Эта женщина не показалась Леонидову необычной: типичная мать и жена в возрасте за тридцать. Не толстая, но и не худенькая, не блондинка, но и не брюнетка, с лицом загорелым, но не слишком ярким, как это бывает с людьми, которым удивительно идет загар, и от этого они сразу запоминаются золотым сияющим свечением.
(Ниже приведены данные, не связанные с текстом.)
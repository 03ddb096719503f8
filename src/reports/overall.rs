//! Overall (blended) return rate
//!
//! Combines ordinary assets, time deposits and precious metals for the same
//! calendar month and applies the denominator rule once on the combined totals.
//! Rates are never averaged across asset classes.

use rust_decimal::Decimal;
use serde::Serialize;
use std::collections::{BTreeMap, BTreeSet};
use tracing::debug;

use crate::models::{Month, MonthKeyed, RecordSet};
use crate::reports::precious_metal::MetalBook;
use crate::reports::profit::calculate_monthly_profit;
use crate::reports::return_rate::{rate_percent, select_denominator};
use crate::reports::snapshots::{
    group_snapshots_by_account, investment_by_month, total_latest_snapshots,
};
use crate::reports::time_deposit::{collect_deposits, total_marginal_interest};

/// One month of the blended series, with the per-class breakdown it came from
#[derive(Debug, Clone, PartialEq, Serialize)]
pub struct OverallMonth {
    pub month: Month,
    pub ordinary_profit: Decimal,
    pub deposit_profit: Decimal,
    pub metal_profit: Decimal,
    pub profit: Decimal,
    pub ordinary_investment: Decimal,
    pub metal_investment: Decimal,
    pub investment: Decimal,
    pub previous_value: Decimal,
    pub return_rate: Decimal, // percent
}

impl MonthKeyed for OverallMonth {
    fn month(&self) -> Month {
        self.month
    }
}

/// Blended monthly return series over the full history of `records`.
///
/// The month axis is every month that has an aggregate ordinary profit entry,
/// an ordinary record, a metal lot, or deposit interest.
pub fn calculate_overall_returns(records: &RecordSet) -> Vec<OverallMonth> {
    let ordinary = records.ordinary_records();
    let deposits = collect_deposits(&records.time_deposits());
    let metals = MetalBook::new(&records.metals);

    let ordinary_profit: BTreeMap<Month, Decimal> = calculate_monthly_profit(&ordinary)
        .into_iter()
        .map(|e| (e.month, e.profit))
        .collect();
    let ordinary_investment = investment_by_month(&ordinary);
    let snapshots = group_snapshots_by_account(&ordinary);

    let mut months: BTreeSet<Month> = BTreeSet::new();
    months.extend(ordinary_profit.keys().copied());
    months.extend(ordinary_investment.keys().copied());
    months.extend(metals.months());
    months.extend(deposits.iter().flat_map(|d| d.interest_months()));

    debug!(
        months = months.len(),
        deposits = deposits.len(),
        "Computing blended return series"
    );

    months
        .into_iter()
        .map(|month| {
            let ordinary_profit = ordinary_profit.get(&month).copied().unwrap_or_default();
            let deposit_profit = total_marginal_interest(&deposits, month);
            let metal_profit = metals.monthly_profit(month);
            let profit = ordinary_profit + deposit_profit + metal_profit;

            let ordinary_investment = ordinary_investment.get(&month).copied().unwrap_or_default();
            let metal_investment = metals.purchase_cost_in(month);
            let investment = ordinary_investment + metal_investment;

            let previous = month.prev();
            let previous_value =
                total_latest_snapshots(&snapshots, previous) + metals.market_value(previous);

            OverallMonth {
                month,
                ordinary_profit,
                deposit_profit,
                metal_profit,
                profit,
                ordinary_investment,
                metal_investment,
                investment,
                previous_value,
                return_rate: rate_percent(profit, select_denominator(investment, previous_value)),
            }
        })
        .collect()
}

#[cfg(test)]
mod tests {
    use super::*;
    use crate::models::{
        AssetType, InvestmentRecord, PreciousMetalRecord, RecordsByAssetType, RecordsByMetalType,
    };
    use rust_decimal_macros::dec;

    fn m(s: &str) -> Month {
        s.parse().unwrap()
    }

    fn stock(date: &str, amount: Decimal, snap: Decimal) -> InvestmentRecord {
        InvestmentRecord::new(
            format!("s-{date}"),
            m(date),
            "broker",
            AssetType::Stocks,
            amount,
            Some(snap),
        )
    }

    fn gold(date: &str, grams: Decimal, price: Decimal) -> PreciousMetalRecord {
        PreciousMetalRecord {
            id: format!("g-{date}"),
            date: m(date),
            metal_type: "gold".to_string(),
            account: "vault".to_string(),
            grams,
            price_per_gram: price,
            average_price: Some(price),
        }
    }

    fn blended_set() -> RecordSet {
        let mut records = RecordsByAssetType::new();
        records.insert(
            AssetType::Stocks,
            vec![
                stock("2024-01", dec!(1000), dec!(1000)),
                stock("2024-02", dec!(0), dec!(1000)),
                stock("2024-03", dec!(0), dec!(1100)),
            ],
        );
        records.insert(
            AssetType::TimeDeposit,
            vec![InvestmentRecord::time_deposit(
                "td",
                m("2024-01"),
                "bank",
                dec!(12000),
                6,
                dec!(3),
            )],
        );
        let mut metals = RecordsByMetalType::new();
        metals.insert(
            "gold".to_string(),
            vec![gold("2024-01", dec!(10), dec!(500)), gold("2024-02", dec!(10), dec!(510))],
        );
        RecordSet::new(records, metals)
    }

    #[test]
    fn test_combines_classes_before_applying_rate() {
        let series = calculate_overall_returns(&blended_set());
        let feb = series.iter().find(|e| e.month == m("2024-02")).unwrap();

        // ordinary: (1100 - 1000) - 0; deposit: 30; metal: 100
        assert_eq!(feb.ordinary_profit, dec!(100));
        assert_eq!(feb.deposit_profit, dec!(30));
        assert_eq!(feb.metal_profit, dec!(100));
        assert_eq!(feb.profit, dec!(230));
        // deposit principal is not monthly investment
        assert_eq!(feb.investment, dec!(5100));
        assert_eq!(feb.previous_value, dec!(6000));
        assert_eq!(feb.return_rate, rate_percent(dec!(230), dec!(5100)));
    }

    #[test]
    fn test_month_axis_includes_deposit_interest_months() {
        let series = calculate_overall_returns(&blended_set());
        let months: Vec<Month> = series.iter().map(|e| e.month).collect();
        assert_eq!(months.first(), Some(&m("2024-01")));
        assert_eq!(months.last(), Some(&m("2024-07")));
        let jul = series.last().unwrap();
        assert_eq!(jul.deposit_profit, dec!(30));
        assert_eq!(jul.investment, dec!(0));
        // baseline falls back to the latest snapshot (1100); gold is unpriced in June
        assert_eq!(jul.previous_value, dec!(1100));
        assert_eq!(jul.return_rate, rate_percent(dec!(30), dec!(1100)));
    }

    #[test]
    fn test_zero_investment_month_uses_baseline() {
        let series = calculate_overall_returns(&blended_set());
        let mar = series.iter().find(|e| e.month == m("2024-03")).unwrap();
        // March: no ordinary entry (last snapshot), deposit 30, gold unpriced
        assert_eq!(mar.profit, dec!(30));
        assert_eq!(mar.previous_value, dec!(1000) + dec!(10200));
        assert_eq!(mar.return_rate, rate_percent(dec!(30), dec!(11200)));
    }

    #[test]
    fn test_empty_record_set() {
        assert!(calculate_overall_returns(&RecordSet::default()).is_empty());
    }
}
Любовь Павла Клишина оставалась загадкой для всех, включая и его самого.
Появление человека из милиции произвело в семействе откровенный переполох: Солдатовы как-то сразу сжались, самовар потускнел, как и свежая краска на доме, загар на лицах поблек и показался Леонидову серым.
— Вы проходите, проходите, — замахала руками толстая тетка в сарафане, делая вид, что она нисколечко не боится, а просто смутилась от нежданных гостей. — Чаек вот с нами. Любочка, чашки подай гостям.
— Спасибо, мы просто заехали с Любовью Николаевной поговорить.
— А и поговорите, только вот чаек…
Леонидов тем временем присматривался к здоровому мужику, Солдатову Никите Викторовичу, который и слова еще не сказал, но сразу было понятно, что он недоволен. На вид мужик и в самом деле был туповат: надежный, прочный, как большой дубовый пень, на котором годовыми кольцами выступали плотные, затвердевшие мозоли на крепких сплюснутых руках. В нем с первого взгляда угадывался шофер, который водит не такси и не красивую дорогую иномарку шефа, а нечто груженое, такое же тяжелое и не слишком маневренное, как и он сам. Что связывало Любовь Николаевну, худо-бедно, но закончившую факультет журналистики МГУ, с этим амбалом, как прозвал его Клишин, понять пока не удавалось.